Thursday afternoon, and the All Blacks are out on the training ground around the back of the Lensbury hotel on the banks of the Thames, it’s a warm autumn day, and the mood is pretty free and easy, Will Jordan is practising catching high balls, Beauden Barrett is taking shots at goal, the forwards are packing up after running some drills, head coach, Scott Robertson, is chatting happily with the media before his press conference. Someone asks if his team are looking to make a statement against England on Saturday, the sort that reminds everyone exactly how good they are.
“A statement performance?” Robertson says, perplexed. “We’re just looking for a result.” Time was when every All Blacks performance was a statement performance, and their head coaches didn’t go looking for results against England, or anyone else, they expected them. The remark hung in the air for a moment. It’s only Robertson’s manner. For 20 years the All Blacks press conferences have felt like being called in for an audience with the family patriarch in the back room of a wedding, Robertson’s are more like a catch-up chat with the uncle you are pleased to bump into at the buffet.
His predecessor, Ian Foster, is the surly son of a Presbyterian minister, who got the job because he was the assistant to his predecessor Steve Hansen, who was a former policeman, who got the job because he was assistant to his predecessor Graham Henry, who was a former headmaster. For two decades, there was a continuity of character, and a deliberately consistent team culture. Robertson, who took over after the last World Cup, represents a clean break. Which is one reason why this feels like a different sort of All Blacks team to the ones we are used to seeing up here on tour in the north every autumn.
There are others. For a start this New Zealand aide are very much the second-best in the world, behind the back-to-back world champion Springboks. South Africa have beaten them in four of their past five Tests, including the last World Cup final in Paris. Most recently they put 43 on them in a 33-point thrashing in Wellington. No one had ever beaten the All Blacks by more than 15 at home before and once upon a time a result like that would have precipitated some kind of national crisis, But the mood among the players, coaches, and travelling media seems muted, mollified, perhaps, by back-to-back wins against Australia, Ireland, and Scotland.
Which feels pretty odd for all the rest of us. For the large part of this century, the All Blacks were always the best in the world whether or not they were actually at the top of the rankings or had won the last World Cup. They were the Alpha team. Not any more.

There is an intimidating All Blacks XV out there, only, most of them are ineligible for selection because they’re playing their club rugby in Japan.
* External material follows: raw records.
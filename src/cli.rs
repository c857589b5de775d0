use clap::{Parser, Subcommand};
use std::path::PathBuf;

#[derive(Parser)]
#[command(name = "onair")]
#[command(author, version, about = "Rundown playback engine and rehearsal tool")]
pub struct Cli {
    /// Path to config file
    #[arg(short, long, global = true)]
    pub config: Option<PathBuf>,

    /// Enable verbose logging
    #[arg(short, long, global = true)]
    pub verbose: bool,

    #[command(subcommand)]
    pub command: Commands,
}

#[derive(Subcommand)]
pub enum Commands {
    /// Activate a rundown fixture and take through it
    Rehearse {
        /// Rundown fixture (JSON, or TOML by extension)
        #[arg(required = true)]
        fixture: PathBuf,

        /// Number of takes (defaults to the configured maximum)
        #[arg(short, long)]
        takes: Option<usize>,

        /// Output as JSON
        #[arg(long)]
        json: bool,
    },

    /// Show the structure and playback state of a rundown fixture
    Inspect {
        /// Rundown fixture (JSON, or TOML by extension)
        #[arg(required = true)]
        fixture: PathBuf,
    },

    /// Validate configuration file
    Validate {
        /// Config file to validate (uses default if not specified)
        config: Option<PathBuf>,
    },

    /// Display version information
    Version,
}
//! Rundown fixtures on disk.
//!
//! A fixture is a serialized [`RundownInterface`]. The format follows the
//! file extension: `.toml` is TOML, anything else is read as JSON.

use anyhow::{Context, Result};
use onair_core::{Rundown, RundownInterface};
use std::path::Path;

/// Read a fixture without building the rundown.
pub fn load_interface(path: &Path) -> Result<RundownInterface> {
    let content = std::fs::read_to_string(path)
        .with_context(|| format!("Failed to read fixture: {:?}", path))?;

    let interface = match path.extension().and_then(|ext| ext.to_str()) {
        Some("toml") => toml::from_str(&content)
            .with_context(|| format!("Failed to parse TOML fixture: {:?}", path))?,
        _ => serde_json::from_str(&content)
            .with_context(|| format!("Failed to parse JSON fixture: {:?}", path))?,
    };

    Ok(interface)
}

/// Read a fixture and build the rundown it describes.
pub fn load_rundown(path: &Path) -> Result<Rundown> {
    let interface = load_interface(path)?;
    let rundown = Rundown::new(interface)
        .with_context(|| format!("Fixture does not describe a valid rundown: {:?}", path))?;

    tracing::debug!(
        rundown = %rundown.id(),
        segments = rundown.segments().len(),
        active = rundown.is_active(),
        "loaded fixture"
    );

    Ok(rundown)
}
After the most recent World Cup final, eight of their senior players left. A few, like Sam Whitelock, Aaron Smith, and Dane Coles, were ready to retire, but some of the rest should have had plenty of Test rugby left in them. Brodie Retallick and Sam Cane are only 33, Richie Mo’unga and Shannon Frizell are both 31. Since then TJ Perenara, 33, and Mark Tele’a, 28, have moved to Japan, too. Mo’unga is the only one of the group who has committed to a return.
The squad the All Blacks put out in the last World Cup final was the most experienced they had ever fielded in the tournament, with 1,387 caps between the 23 of them. The team they’ve picked to play England on Saturday has 984, but well over a third of the total belongs to just three players, Barrett, Savea, and Codie Taylor. Injuries haven’t helped either. It’s not only Jordie Barrett, who went home after the Test against Ireland two weeks ago. Patrick Tuipulotu, Dalton Papali’i, Tupou Vaa’i, and Ofa Tu’ungafasi have flown home too. There is a missing generation of 50-cap men. Rieko Ioane, who has been dropped, is another.
after newsletter promotion
Ioane aside, there’s not a lot Robertson can do about any of this. The Springboks coach, Rassie Erasmus, has a free hand to pick whoever he wants regardless of where they play their club rugby, and you could argue that South Africa’s single biggest achievement has been in knitting together a coherent team when their players are scattered around the world for so much of the year. Robertson said he would push New Zealand Rugby to loosen their own selection criteria so he could pick overseas players, but nothing’s come of it, and judging by the comments made by New Zealand Rugby’s executives, nothing’s going to any time soon.
Japanese rugby offers a shorter season, and a bigger salary. It’s not just the best players who have moved there, there are over 100 New Zealanders playing in their top three divisions, and the union are understandably keen to protect their own domestic competition. But it’s at the expense of their national team.